Вскрикнула перепелка, где-то далеко заржал жеребенок. И тишина. Да такая, что кажется, слышишь свою душу. Волхов представил, как один за другим затихали навсегда голоса той «силушки».
«Вот, вот, — думал он, — нам нужны рабочие. И поехал в деревню набирать. И наберем, если прыткость проявить. В войну для деревни брони не было — все отдала. И теперь незащищенная. Нашли бездонный кладезь».
И досада росла к себе, и неприязнь.
— Нет, не зря, — подумал он вслух.
— Что не зря? — вывел из раздумья Митин отец.
— Не зря они смолкли. И степь не осиротела. Правда, парнишка? — обратился Волхов к Мите.
— Это верно: жизнь не лошадь — арканом не удержишь. Она хоть что своротит, — соглашались люди.
А Митя почувствовал, что краснеет. Он понимал: на него намекают, как на будущее этой земли. Но, увидев железнодорожника, опять затосковал. Не хотелось огорчать людей, но слабость может погубить. Мите казалось, что разговор о тяжести жизни для того велся, чтобы оковать его, Митю, цепями совести и оставить здесь на всю жизнь. Теперь хотелось протестовать, идти наперекор всем в жалостливой злобе.

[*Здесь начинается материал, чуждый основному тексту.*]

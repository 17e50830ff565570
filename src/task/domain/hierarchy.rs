//! Depth and cycle rules for the task forest.
//!
//! All checks are pure functions over an [`Ancestry`]: a task code plus the
//! codes of its ancestors, nearest first. Walks never need more than
//! [`MAX_HIERARCHY_LEVEL`] hops because no stored chain may be deeper.

use super::TaskCode;

/// Deepest permitted level; roots are level 1.
pub const MAX_HIERARCHY_LEVEL: usize = 5;

/// A task code together with its ancestor chain.
#[derive(Debug, Clone, PartialEq, Eq)]
pub struct Ancestry {
    code: TaskCode,
    ancestors: Vec<TaskCode>,
}

impl Ancestry {
    /// Creates an ancestry from a code and its ancestors, nearest first.
    #[must_use]
    pub const fn new(code: TaskCode, ancestors: Vec<TaskCode>) -> Self {
        Self { code, ancestors }
    }

    /// Creates the ancestry of a root task.
    #[must_use]
    pub const fn root(code: TaskCode) -> Self {
        Self::new(code, Vec::new())
    }

    /// Returns the code the chain starts from.
    #[must_use]
    pub const fn code(&self) -> &TaskCode {
        &self.code
    }

    /// Returns the ancestors, nearest first.
    #[must_use]
    pub fn ancestors(&self) -> &[TaskCode] {
        &self.ancestors
    }

    /// Iterates the chain from the task itself up to the furthest ancestor.
    pub fn chain(&self) -> impl Iterator<Item = &TaskCode> {
        std::iter::once(&self.code).chain(self.ancestors.iter())
    }
}

/// Returns the 1-based hierarchy level of the chain's task.
///
/// The walk stops at the cap: a task whose true depth exceeds
/// [`MAX_HIERARCHY_LEVEL`] reports exactly [`MAX_HIERARCHY_LEVEL`].
#[must_use]
pub fn depth_of(ancestry: &Ancestry) -> usize {
    ancestry
        .chain()
        .take(MAX_HIERARCHY_LEVEL)
        .count()
}

/// Returns `true` when a child attached under `candidate_parent` would sit
/// below [`MAX_HIERARCHY_LEVEL`].
#[must_use]
pub fn would_exceed_max_depth(candidate_parent: &Ancestry) -> bool {
    depth_of(candidate_parent) >= MAX_HIERARCHY_LEVEL
}

/// Returns `true` when adopting `candidate_parent` would make `task` its own
/// ancestor, including the case where the candidate is the task itself.
#[must_use]
pub fn detects_cycle(task: &TaskCode, candidate_parent: &Ancestry) -> bool {
    candidate_parent
        .chain()
        .take(MAX_HIERARCHY_LEVEL)
        .any(|code| code == task)
}

/// Returns `true` when a subtree of `subtree_height` levels (1 for a leaf)
/// fits below a parent at `parent_depth`.
#[must_use]
pub const fn subtree_fits(parent_depth: usize, subtree_height: usize) -> bool {
    parent_depth + subtree_height <= MAX_HIERARCHY_LEVEL
}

— А я уеду, — сказал отчаянно. И потому, что все обратили внимание на него, но никто не возражал ему, взвинтился. — Нашли хозяина степи с четырьмя классами. Что я, дикарь-кочевник? Уеду, и все.
— Бог с тобой, Митя, да кто ж тебя держит? — с укором сказала Полина. — Или не для вас, детей наших, живем? Не такое выдюжили и еще выдюжим. Вой и человек не для баловства, поди, к нам. Езжай с ним.